In vista del riordino del gioco fisico e delle prossime gare per i diritti delle scommesse sportive, torna centrale un tema decisivo per l’intero comparto: come è distribuita oggi la rete territoriale dei punti scommesse in Italia.
Secondo un’elaborazione AGIMEG su dati ADM, sul territorio nazionale risultano 9.773 punti complessivi, suddivisi in 5.659 agenzie e 4.114 corner.
Campania “regina” della distribuzione
Il dato che spicca più di tutti riguarda la Campania, che concentra una quota molto alta della rete: 2.147 punti complessivi (oltre 1.400 agenzie e 744 corner), pari a circa il 22% del totale nazionale.

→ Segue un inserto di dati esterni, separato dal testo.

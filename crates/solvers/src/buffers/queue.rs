use std::collections::VecDeque;

use paver_core::{Cell, CellBuffer, CellId};

/// A first-in, first-out buffer giving a breadth-first search.
#[derive(Debug, Clone, Default)]
pub struct CellQueue {
    cells: VecDeque<CellId>,
}

impl CellBuffer for CellQueue {
    fn push(&mut self, id: CellId, _cell: &Cell) {
        self.cells.push_back(id);
    }

    fn pop(&mut self) -> Option<CellId> {
        self.cells.pop_front()
    }

    fn top(&self) -> Option<CellId> {
        self.cells.front().copied()
    }

    fn len(&self) -> usize {
        self.cells.len()
    }

    fn flush(&mut self) -> Vec<CellId> {
        self.cells.drain(..).collect()
    }
}

#[cfg(test)]
mod tests {
    use super::*;

    use paver_core::{Capabilities, IntervalBox};

    #[test]
    fn pops_oldest_first() {
        let cell = Cell::root(IntervalBox::from_bounds(&[(0.0, 1.0)]), Capabilities::NONE);
        let mut queue = CellQueue::default();
        queue.push(CellId::new(0), &cell);
        queue.push(CellId::new(1), &cell);

        assert_eq!(queue.top(), Some(CellId::new(0)));
        assert_eq!(queue.pop(), Some(CellId::new(0)));
        assert_eq!(queue.len(), 1);
        assert_eq!(queue.flush(), vec![CellId::new(1)]);
        assert!(queue.is_empty());
    }
}
use std::ops::BitOr;

use crate::IntervalBox;

/// A handle to a live cell in the engine's arena.
///
/// Handles are only meaningful to the engine that issued them and may be
/// reused once the cell they referred to has been discarded.
#[derive(Debug, Clone, Copy, PartialEq, Eq, Hash, PartialOrd, Ord)]
pub struct CellId(usize);

impl CellId {
    /// Creates a handle from a raw arena index.
    #[must_use]
    pub fn new(index: usize) -> Self {
        Self(index)
    }

    /// Returns the raw arena index.
    #[must_use]
    pub fn index(self) -> usize {
        self.0
    }
}

/// Payload kinds a collaborator can ask to have attached to every cell.
///
/// The last bisected variable is always tracked and needs no tag.
#[derive(Debug, Clone, Copy, Default, PartialEq, Eq)]
pub struct Capabilities(u8);

impl Capabilities {
    /// No optional payloads.
    pub const NONE: Self = Self(0);

    /// A cached objective lower bound from a relaxation.
    pub const RELAXATION: Self = Self(1);

    /// Returns `true` if every tag in `other` is also in `self`.
    #[must_use]
    pub fn contains(self, other: Self) -> bool {
        self.0 & other.0 == other.0
    }
}

impl BitOr for Capabilities {
    type Output = Self;

    fn bitor(self, rhs: Self) -> Self {
        Self(self.0 | rhs.0)
    }
}

/// A lower bound on the objective over a cell's box.
///
/// A child inherits its parent's bound marked as stale: the bound is still
/// valid for the smaller box, but a tighter one may exist.
#[derive(Debug, Clone, Copy, PartialEq)]
pub struct RelaxationCache {
    pub lower_bound: f64,
    pub stale: bool,
}

impl RelaxationCache {
    /// A cache holding no information yet.
    pub const UNBOUNDED: Self = Self {
        lower_bound: f64::NEG_INFINITY,
        stale: true,
    };

    /// A freshly computed bound.
    #[must_use]
    pub fn fresh(lower_bound: f64) -> Self {
        Self {
            lower_bound,
            stale: false,
        }
    }

    fn inherited(self) -> Self {
        Self {
            stale: true,
            ..self
        }
    }
}

/// Algorithm data attached to a cell.
#[derive(Debug, Clone, PartialEq)]
pub struct CellData {
    /// The variable whose split produced this cell, or `None` for the root.
    pub last_bisected: Option<usize>,

    /// Present only when a collaborator requested [`Capabilities::RELAXATION`].
    pub relaxation: Option<RelaxationCache>,
}

impl CellData {
    fn root(capabilities: Capabilities) -> Self {
        Self {
            last_bisected: None,
            relaxation: capabilities
                .contains(Capabilities::RELAXATION)
                .then_some(RelaxationCache::UNBOUNDED),
        }
    }

    fn child(&self, var: usize) -> Self {
        Self {
            last_bisected: Some(var),
            relaxation: self.relaxation.map(RelaxationCache::inherited),
        }
    }
}

/// A node of the search tree: a box plus its attached data.
#[derive(Debug, Clone, PartialEq)]
pub struct Cell {
    pub bx: IntervalBox,
    pub data: CellData,
    pub depth: usize,
}

impl Cell {
    /// Creates the root cell with the payloads named by `capabilities`.
    #[must_use]
    pub fn root(bx: IntervalBox, capabilities: Capabilities) -> Self {
        Self {
            bx,
            data: CellData::root(capabilities),
            depth: 0,
        }
    }

    /// Creates the two children of a split along `var`.
    ///
    /// Each payload derives its child value from the parent's.
    #[must_use]
    pub fn split(&self, var: usize, left: IntervalBox, right: IntervalBox) -> (Self, Self) {
        let child = |bx| Self {
            bx,
            data: self.data.child(var),
            depth: self.depth + 1,
        };
        (child(left), child(right))
    }

    /// Returns `true` if this is the root of the search tree.
    #[must_use]
    pub fn is_root(&self) -> bool {
        self.data.last_bisected.is_none()
    }
}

Lombardia e Sicilia inseguono, ma distanti
Alle spalle della Campania troviamo:
- Lombardia: 1.321 punti (550 agenzie e 771 corner), circa 13,5% del totale.

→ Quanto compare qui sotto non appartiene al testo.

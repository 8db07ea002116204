//! Work-queue policies for the search engine.
//!
//! The buffer decides which cell the engine processes next, and with it the
//! shape of the search:
//!
//! - [`CellStack`] — depth-first; the most recently created cell comes first
//! - [`CellQueue`] — breadth-first; the oldest cell comes first
//! - [`CellHeap`] — best-first by a cost computed when the cell is pushed

mod heap;
mod queue;
mod stack;

pub use heap::CellHeap;
pub use queue::CellQueue;
pub use stack::CellStack;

- Sicilia: terza per punti complessivi, con più agenzie della Lombardia ma meno corner (nell’isola è presente l’11,4% dei punti).

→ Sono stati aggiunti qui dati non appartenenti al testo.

use std::convert::Infallible;

use paver_core::{Bisection, Bisector, Cell};

use super::{BisectorError, validate};

/// Splits the dimensions in turn.
///
/// The first dimension tried is the one after the cell's last bisected
/// variable (dimension 0 for the root), wrapping around. Dimensions no wider
/// than `prec`, or with no room for a split point, are skipped.
#[derive(Debug, Clone, Copy, PartialEq)]
pub struct RoundRobin {
    prec: f64,
    ratio: f64,
}

impl RoundRobin {
    /// Creates a round-robin bisector.
    ///
    /// # Errors
    ///
    /// Returns an error if `prec` is negative or non-finite, or if `ratio` is
    /// not in `(0, 1)`.
    pub fn new(prec: f64, ratio: f64) -> Result<Self, BisectorError> {
        validate(prec, ratio)?;
        Ok(Self { prec, ratio })
    }

    /// Creates a round-robin bisector that splits at the midpoint.
    ///
    /// # Errors
    ///
    /// Returns an error if `prec` is negative or non-finite.
    pub fn midpoint(prec: f64) -> Result<Self, BisectorError> {
        Self::new(prec, 0.5)
    }

    /// Returns the minimum width below which a dimension is not split.
    #[must_use]
    pub fn prec(&self) -> f64 {
        self.prec
    }

    /// Returns the split ratio.
    #[must_use]
    pub fn ratio(&self) -> f64 {
        self.ratio
    }
}

impl Bisector for RoundRobin {
    type Error = Infallible;

    fn bisect(&mut self, cell: &Cell) -> Result<Bisection, Self::Error> {
        let n = cell.bx.dim();
        if n == 0 || cell.bx.is_empty() {
            return Ok(Bisection::NotBisectable);
        }

        let first = cell.data.last_bisected.map_or(0, |last| (last + 1) % n);
        let split = (0..n)
            .map(|offset| (first + offset) % n)
            .filter(|&i| cell.bx[i].diam() > self.prec)
            .find_map(|var| {
                let (left, right) = cell.bx.bisect(var, self.ratio)?;
                Some(Bisection::Split { var, left, right })
            });

        Ok(split.unwrap_or(Bisection::NotBisectable))
    }
}

#[cfg(test)]
mod tests {
    use super::*;

    use approx::assert_relative_eq;
    use paver_core::{Capabilities, IntervalBox};

    fn split_var(bisection: &Bisection) -> Option<usize> {
        match bisection {
            Bisection::Split { var, .. } => Some(*var),
            Bisection::NotBisectable => None,
        }
    }

    #[test]
    fn root_starts_with_first_dimension() {
        let mut bisector = RoundRobin::midpoint(0.1).unwrap();
        let root = Cell::root(
            IntervalBox::from_bounds(&[(0.0, 1.0), (0.0, 1.0)]),
            Capabilities::NONE,
        );

        let bisection = bisector.bisect(&root).unwrap();
        assert_eq!(split_var(&bisection), Some(0));
    }

    #[test]
    fn cycles_after_last_bisected() {
        let mut bisector = RoundRobin::midpoint(0.1).unwrap();
        let root = Cell::root(
            IntervalBox::from_bounds(&[(0.0, 1.0), (0.0, 1.0), (0.0, 1.0)]),
            Capabilities::NONE,
        );
        let (left, right) = root.bx.bisect(2, 0.5).unwrap();
        let (child, _) = root.split(2, left, right);

        let bisection = bisector.bisect(&child).unwrap();
        assert_eq!(split_var(&bisection), Some(0));
    }

    #[test]
    fn skips_narrow_dimensions() {
        let mut bisector = RoundRobin::midpoint(0.1).unwrap();
        let root = Cell::root(
            IntervalBox::from_bounds(&[(0.0, 0.05), (0.0, 1.0)]),
            Capabilities::NONE,
        );

        let bisection = bisector.bisect(&root).unwrap();
        assert_eq!(split_var(&bisection), Some(1));
    }

    #[test]
    fn splits_at_ratio() {
        let mut bisector = RoundRobin::new(0.0, 0.25).unwrap();
        let root = Cell::root(IntervalBox::from_bounds(&[(0.0, 4.0)]), Capabilities::NONE);

        match bisector.bisect(&root).unwrap() {
            Bisection::Split { left, right, .. } => {
                assert_relative_eq!(left[0].ub(), 1.0);
                assert_relative_eq!(right[0].lb(), 1.0);
            }
            Bisection::NotBisectable => panic!("expected a split"),
        }
    }

    #[test]
    fn small_box_is_not_bisectable() {
        let mut bisector = RoundRobin::midpoint(0.1).unwrap();
        let root = Cell::root(
            IntervalBox::from_bounds(&[(0.0, 0.1), (0.0, 0.01)]),
            Capabilities::NONE,
        );

        assert_eq!(bisector.bisect(&root).unwrap(), Bisection::NotBisectable);
    }

    #[test]
    fn skips_dimensions_without_a_split_point() {
        let mut bisector = RoundRobin::midpoint(1.0).unwrap();
        let root = Cell::root(
            IntervalBox::from_bounds(&[(1e16, 1e16 + 2.0), (0.0, 4.0)]),
            Capabilities::NONE,
        );

        let bisection = bisector.bisect(&root).unwrap();
        assert_eq!(split_var(&bisection), Some(1));

        let tight = Cell::root(
            IntervalBox::from_bounds(&[(1e16, 1e16 + 2.0)]),
            Capabilities::NONE,
        );
        assert_eq!(bisector.bisect(&tight).unwrap(), Bisection::NotBisectable);
    }

    #[test]
    fn splits_half_line_at_a_finite_point() {
        let mut bisector = RoundRobin::midpoint(1.0).unwrap();
        let root = Cell::root(
            IntervalBox::from_bounds(&[(f64::NEG_INFINITY, 0.0)]),
            Capabilities::NONE,
        );

        match bisector.bisect(&root).unwrap() {
            Bisection::Split { left, right, .. } => {
                assert_relative_eq!(left[0].ub(), -1.0);
                assert_relative_eq!(right[0].lb(), -1.0);
                assert!(left[0].lb().is_infinite());
            }
            Bisection::NotBisectable => panic!("expected a split"),
        }
    }

    #[test]
    fn rejects_invalid_settings() {
        assert_eq!(RoundRobin::new(-1.0, 0.5), Err(BisectorError::Prec(-1.0)));
        assert_eq!(RoundRobin::new(0.1, 1.0), Err(BisectorError::Ratio(1.0)));
        assert!(RoundRobin::new(0.1, f64::NAN).is_err());
    }
}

Le regioni che “pesano” di più
AGIMEG evidenzia inoltre che, insieme a Puglia (10,1% dei punti) e Lazio (con più agenzie della Puglia ma meno corner), le prime cinque regioni arrivano a circa il 67% dell’intera rete nazionale: di fatto due terzi dei punti scommesse sono concentrati in poche aree.
Le aree con minore presenza
Sul fronte opposto, risultano sotto quota 100 punti complessivi Basilicata, Friuli Venezia Giulia, Trentino-Alto Adige e Molise; al momento dell’elaborazione citata, non erano disponibili i dati per la Valle d’Aosta.
Perché questi numeri contano
La fotografia della rete retail — tra agenzie e corner — diventa un elemento chiave per comprendere equilibri territoriali, potenziale commerciale e peso regionale in un comparto che si avvia a una fase di riorganizzazione. In questo scenario, la concentrazione in alcune regioni potrebbe incidere sia sulle strategie degli operatori sia sul posizionamento in vista dei futuri bandi.